General Motors, best known for their delicious line of breakfast cereals, has designed an all new presidential limo for when Barack Obama takes power next year. They were going to do it four years ago, but figured, f*** it, let's focus our efforts on going belly-up for awhile. Anyway, the car.
Most of the specs of this car are top secret, but a few tantalizing details are floating around, such as the five-inch-thick windows that are about half as transparent as regular glass and can stop projectiles from assault rifles, rocket-propelled grenades and high explosives. It's also said to be built of a combination of blast-proof ceramics and exotic metals, and certainly won't have a convertible top or sunroof. While GM's trying to make it look like a Cadillac DTS, it's based on the company's line of heavy-duty 2500 trucks.

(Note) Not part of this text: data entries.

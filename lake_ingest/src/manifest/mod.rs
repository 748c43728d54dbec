//! File manifest: the idempotency ledger for bronze files.
//!
//! One record per [`FileIdentity`]. The record is created `pending` on first sight, receives a
//! stable `file_id`, and afterwards changes only through [`ManifestStore::update_status`].
//! Records are never deleted.
//!
//! Rules enforced by every implementation:
//! - the same identity always resolves to the same `file_id`, also under concurrent callers;
//! - a `success` record is only overwritten with `force`;
//! - `rows_total == rows_written + rows_quarantined` for every persisted status;
//! - at most one worker holds a [`Claim`] on a file at a time.
//!
//! A claim is how a worker marks a file "running" without persisting that as a status. It
//! lapses after its lease, so a worker killed mid-run leaves the file retryable.
//!
//! The SQLite implementation lives in [`repo`].

use std::fmt;
use std::str::FromStr;

use chrono::{DateTime, Duration, NaiveDate, Utc};
use serde::Serialize;

use crate::bronze::{BronzeFileMetadata, FileIdentity};

pub mod repo;

pub use repo::SqliteManifestStore;

/// Persisted status of a file. The in-flight "running" state is never stored.
#[derive(Debug, Clone, Copy, PartialEq, Eq, Hash, Serialize)]
#[serde(rename_all = "snake_case")]
pub enum ManifestStatus {
    /// Seen, not yet processed to completion.
    Pending,
    /// Every row written or quarantined.
    Success,
    /// Processing failed before any row was committed.
    Failed,
    /// Every row was quarantined.
    Quarantined,
}

impl ManifestStatus {
    /// Text stored in `file_manifest.status`.
    pub fn as_str(self) -> &'static str {
        match self {
            ManifestStatus::Pending => "pending",
            ManifestStatus::Success => "success",
            ManifestStatus::Failed => "failed",
            ManifestStatus::Quarantined => "quarantined",
        }
    }
}

impl fmt::Display for ManifestStatus {
    fn fmt(&self, f: &mut fmt::Formatter<'_>) -> fmt::Result {
        f.write_str(self.as_str())
    }
}

impl FromStr for ManifestStatus {
    type Err = RepoError;

    fn from_str(s: &str) -> Result<Self, Self::Err> {
        match s {
            "pending" => Ok(Self::Pending),
            "success" => Ok(Self::Success),
            "failed" => Ok(Self::Failed),
            "quarantined" => Ok(Self::Quarantined),
            other => Err(RepoError::InvalidStatus(other.to_string())),
        }
    }
}

/// Errors that can occur while interacting with the manifest.
#[derive(thiserror::Error, Debug, Clone, PartialEq, Eq)]
pub enum RepoError {
    /// The record is `success` and the caller did not force.
    #[error("file_id {file_id} is already success; refusing to overwrite without force")]
    SuccessOverwrite {
        /// Record in question.
        file_id: i64,
    },

    /// No record has this id.
    #[error("unknown file_id {0}")]
    UnknownFileId(i64),

    /// The metadata passed alongside a `file_id` belongs to a different record.
    #[error("file_id {file_id} does not belong to {identity:?}")]
    IdentityMismatch {
        /// Record in question.
        file_id: i64,
        /// Identity the caller passed.
        identity: FileIdentity,
    },

    /// Counts do not add up.
    #[error(
        "row conservation violated: rows_total={total} != rows_written={written} + rows_quarantined={quarantined}"
    )]
    ConservationViolated {
        /// Rows seen.
        total: u64,
        /// Rows written.
        written: u64,
        /// Rows quarantined.
        quarantined: u64,
    },

    /// A status string that is not one of the four manifest states.
    #[error("'{0}' is not a manifest status")]
    InvalidStatus(String),
}

/// Result type used throughout the manifest for fallible operations.
pub type RepoResult<T> = anyhow::Result<T>;

/// Outcome figures recorded with a status transition.
#[derive(Debug, Clone, Default, PartialEq, Eq, Serialize)]
pub struct RunResult {
    /// Rows produced by the parser.
    pub rows_total: u64,
    /// Rows committed to the event store.
    pub rows_written: u64,
    /// Rows committed to quarantine.
    pub rows_quarantined: u64,
    /// Smallest trading date written.
    pub trading_date_min: Option<NaiveDate>,
    /// Largest trading date written.
    pub trading_date_max: Option<NaiveDate>,
    /// Reason for `failed` / `quarantined`.
    pub reason: Option<String>,
}

impl RunResult {
    /// Zero counts with a reason; what a `failed` run records.
    pub fn failed(reason: impl Into<String>) -> Self {
        Self {
            reason: Some(reason.into()),
            ..Self::default()
        }
    }

    /// Check `rows_total == rows_written + rows_quarantined`.
    pub fn check_conservation(&self) -> Result<(), RepoError> {
        if self.rows_written.checked_add(self.rows_quarantined) == Some(self.rows_total) {
            Ok(())
        } else {
            Err(RepoError::ConservationViolated {
                total: self.rows_total,
                written: self.rows_written,
                quarantined: self.rows_quarantined,
            })
        }
    }
}

/// One manifest record.
#[derive(Debug, Clone, PartialEq, Eq, Serialize)]
pub struct ManifestRecord {
    /// Stable surrogate for the identity.
    pub file_id: i64,
    /// Identity of the file.
    pub identity: FileIdentity,
    /// Current status.
    pub status: ManifestStatus,
    /// Rows seen in the last recorded run.
    pub rows_total: u64,
    /// Rows written in the last recorded run.
    pub rows_written: u64,
    /// Rows quarantined in the last recorded run.
    pub rows_quarantined: u64,
    /// Smallest trading date written.
    pub trading_date_min: Option<NaiveDate>,
    /// Largest trading date written.
    pub trading_date_max: Option<NaiveDate>,
    /// Reason for `failed` / `quarantined`.
    pub status_reason: Option<String>,
    /// Number of recorded status transitions.
    pub attempts: u32,
    /// First seen by discovery.
    pub discovered_at: DateTime<Utc>,
    /// Record creation.
    pub created_at: DateTime<Utc>,
    /// Last status transition.
    pub processed_at: Option<DateTime<Utc>>,
}

/// Proof that a worker holds the claim on a file.
#[derive(Debug, Clone, Copy, PartialEq, Eq)]
pub struct ClaimToken {
    /// Claimed file.
    pub file_id: i64,
    /// Unique per claim, never reused.
    pub token: i64,
}

/// Outcome of [`ManifestStore::claim`].
#[derive(Debug, Clone, PartialEq, Eq)]
pub enum Claim {
    /// The caller holds the file until it releases the claim or the lease lapses.
    Acquired {
        /// Record as it was when the claim was taken.
        record: ManifestRecord,
        /// Pass to [`ManifestStore::release`].
        token: ClaimToken,
    },
    /// The record is `success` and the caller did not force. No claim was taken.
    AlreadySuccess(ManifestRecord),
    /// Another worker holds an unexpired claim.
    Busy {
        /// Holder, as it described itself.
        owner: String,
        /// When the holder's lease lapses.
        expires_at: DateTime<Utc>,
    },
}

/// Portable surface; the SQLite implementation lives in `repo.rs`.
pub trait ManifestStore: Send + Sync {
    /// Return the `file_id` for `meta`'s identity, creating a `pending` record on first sight.
    fn resolve_file_id(&self, meta: &BronzeFileMetadata) -> RepoResult<i64>;

    /// Candidates with no `success` record, in input order.
    fn filter_pending(&self, candidates: &[BronzeFileMetadata]) -> RepoResult<Vec<BronzeFileMetadata>>;

    /// Record a status transition and return the updated record.
    ///
    /// Fails with [`RepoError::SuccessOverwrite`] when the record is `success` and `force`
    /// is false, and with [`RepoError::ConservationViolated`] when the counts do not add up.
    fn update_status(
        &self,
        file_id: i64,
        status: ManifestStatus,
        meta: &BronzeFileMetadata,
        result: &RunResult,
        force: bool,
    ) -> RepoResult<ManifestRecord>;

    /// Claim `file_id` for one run, for at most `lease`.
    ///
    /// A `success` record is only claimed with `force`. A claim whose lease has lapsed is
    /// taken over.
    fn claim(&self, file_id: i64, owner: &str, lease: Duration, force: bool) -> RepoResult<Claim>;

    /// Drop a claim. Returns false when the claim had already lapsed and been taken over.
    fn release(&self, token: ClaimToken) -> RepoResult<bool>;

    /// Record by id.
    fn get(&self, file_id: i64) -> RepoResult<Option<ManifestRecord>>;

    /// Record by identity.
    fn find(&self, identity: &FileIdentity) -> RepoResult<Option<ManifestRecord>>;

    /// All records, optionally filtered by status, ordered by `file_id`.
    fn list(&self, status: Option<ManifestStatus>) -> RepoResult<Vec<ManifestRecord>>;
}

#[cfg(test)]
mod tests {
    use super::*;

    #[test]
    fn status_text_round_trips() {
        for s in [
            ManifestStatus::Pending,
            ManifestStatus::Success,
            ManifestStatus::Failed,
            ManifestStatus::Quarantined,
        ] {
            assert_eq!(s.as_str().parse::<ManifestStatus>().unwrap(), s);
        }
        assert_eq!(
            "running".parse::<ManifestStatus>().unwrap_err(),
            RepoError::InvalidStatus("running".into())
        );
    }

    #[test]
    fn conservation_check() {
        let ok = RunResult {
            rows_total: 5,
            rows_written: 3,
            rows_quarantined: 2,
            ..RunResult::default()
        };
        assert!(ok.check_conservation().is_ok());
        assert!(RunResult::failed("boom").check_conservation().is_ok());

        let bad = RunResult {
            rows_total: 5,
            rows_written: 3,
            ..RunResult::default()
        };
        assert!(matches!(
            bad.check_conservation(),
            Err(RepoError::ConservationViolated { total: 5, written: 3, quarantined: 0 })
        ));
    }
}
use anyhow::{Context, Result};
use std::path::PathBuf;

fn main() -> Result<()> {
    println!("cargo:rerun-if-changed=assets/syntaxes");

    let out_dir = PathBuf::from(std::env::var("OUT_DIR").expect("OUT_DIR is set"));

    // generate syntaxes.bin from syntect's defaults plus our bundled grammars;
    // the defaults ship no Fortran grammar, so we carry our own
    let mut builder = syntect::parsing::SyntaxSet::load_defaults_newlines().into_builder();
    builder
        .add_from_folder(
            concat!(env!("CARGO_MANIFEST_DIR"), "/assets/syntaxes"),
            true,
        )
        .with_context(|| "Failed to load bundled syntax grammars")?;
    let ss = builder.build();

    let syntax_path = out_dir.join("syntaxes.bin");
    let syntax_bytes = bincode::serde::encode_to_vec(&ss, bincode::config::standard())
        .with_context(|| "Failed to serialize syntaxset to bincode")?;
    std::fs::write(&syntax_path, syntax_bytes)
        .with_context(|| "Failed to write serialized syntaxes")?;

    Ok(())
}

Top secret specs my ass. I'll tell you all about this thing: It runs on a rocket engine powered by the tar-like blood of terrorists. It can also hover. Comes complete with dinosaur chauffeur who doubles as sexual masseuse should you hit rush-hour traffic. AM/FM radio. Four tires and spare donut in the trunk. Mini-bar. Wicked two-tone paintjob. Left and right turn signals. Bomb proof undercarriage. 7MPG city/13 highway. A real pussy magnet. I'm serious -- the CIA stole my blueprints.